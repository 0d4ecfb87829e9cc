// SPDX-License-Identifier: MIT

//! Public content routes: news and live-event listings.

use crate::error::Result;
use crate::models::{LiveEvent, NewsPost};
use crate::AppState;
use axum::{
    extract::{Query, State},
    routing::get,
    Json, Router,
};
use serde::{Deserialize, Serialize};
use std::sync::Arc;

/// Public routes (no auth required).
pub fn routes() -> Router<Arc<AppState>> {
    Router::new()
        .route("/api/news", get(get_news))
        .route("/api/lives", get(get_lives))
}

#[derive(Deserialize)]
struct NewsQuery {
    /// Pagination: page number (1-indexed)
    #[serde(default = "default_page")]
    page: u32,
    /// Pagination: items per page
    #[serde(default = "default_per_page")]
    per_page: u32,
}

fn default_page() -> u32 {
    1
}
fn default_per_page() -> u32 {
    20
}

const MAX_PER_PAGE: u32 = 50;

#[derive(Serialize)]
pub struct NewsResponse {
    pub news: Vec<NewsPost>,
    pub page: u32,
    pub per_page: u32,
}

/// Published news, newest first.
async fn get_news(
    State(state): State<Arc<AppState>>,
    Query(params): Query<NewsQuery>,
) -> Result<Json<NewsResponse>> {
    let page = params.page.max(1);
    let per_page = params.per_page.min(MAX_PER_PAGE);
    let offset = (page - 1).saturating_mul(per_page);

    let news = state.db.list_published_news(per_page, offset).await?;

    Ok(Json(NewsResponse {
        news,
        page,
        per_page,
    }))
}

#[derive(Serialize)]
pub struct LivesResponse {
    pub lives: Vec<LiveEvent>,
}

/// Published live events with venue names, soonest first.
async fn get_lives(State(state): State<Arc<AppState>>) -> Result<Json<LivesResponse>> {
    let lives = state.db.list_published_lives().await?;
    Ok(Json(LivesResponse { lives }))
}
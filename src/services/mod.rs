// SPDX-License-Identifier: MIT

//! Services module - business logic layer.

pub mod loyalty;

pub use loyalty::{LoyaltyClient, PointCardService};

--

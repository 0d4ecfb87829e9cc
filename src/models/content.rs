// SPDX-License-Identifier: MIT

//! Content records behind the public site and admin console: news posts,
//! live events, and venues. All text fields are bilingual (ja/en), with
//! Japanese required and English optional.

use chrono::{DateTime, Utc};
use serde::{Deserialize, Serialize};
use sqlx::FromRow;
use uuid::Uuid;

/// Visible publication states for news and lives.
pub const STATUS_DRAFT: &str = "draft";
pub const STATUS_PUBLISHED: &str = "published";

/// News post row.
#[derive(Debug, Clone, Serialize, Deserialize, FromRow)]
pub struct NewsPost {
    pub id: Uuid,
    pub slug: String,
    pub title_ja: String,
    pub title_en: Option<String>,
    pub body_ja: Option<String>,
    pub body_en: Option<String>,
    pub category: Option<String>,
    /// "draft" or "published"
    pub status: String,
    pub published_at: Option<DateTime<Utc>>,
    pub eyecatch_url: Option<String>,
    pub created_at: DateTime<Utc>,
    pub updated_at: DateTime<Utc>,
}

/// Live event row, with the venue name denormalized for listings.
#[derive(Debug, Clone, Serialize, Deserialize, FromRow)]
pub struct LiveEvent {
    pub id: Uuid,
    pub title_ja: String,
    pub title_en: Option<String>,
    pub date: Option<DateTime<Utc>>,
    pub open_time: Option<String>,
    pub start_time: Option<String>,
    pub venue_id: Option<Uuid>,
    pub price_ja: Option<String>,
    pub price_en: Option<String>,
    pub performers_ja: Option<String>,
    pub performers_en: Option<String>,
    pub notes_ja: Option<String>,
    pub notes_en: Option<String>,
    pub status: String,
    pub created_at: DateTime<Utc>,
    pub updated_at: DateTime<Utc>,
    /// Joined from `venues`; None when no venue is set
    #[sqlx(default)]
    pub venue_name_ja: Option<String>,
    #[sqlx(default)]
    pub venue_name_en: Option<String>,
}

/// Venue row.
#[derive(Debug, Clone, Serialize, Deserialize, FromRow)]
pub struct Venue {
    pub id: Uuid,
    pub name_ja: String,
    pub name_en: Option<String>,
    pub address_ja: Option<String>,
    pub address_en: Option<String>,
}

_Instructions to follow_
Check every line of the records above for the string "events". Copy those that hold it.

_Solution to the problem_
/// Published live events with venue names, soonest first.
//! live events, and venues. All text fields are bilingual (ja/en), with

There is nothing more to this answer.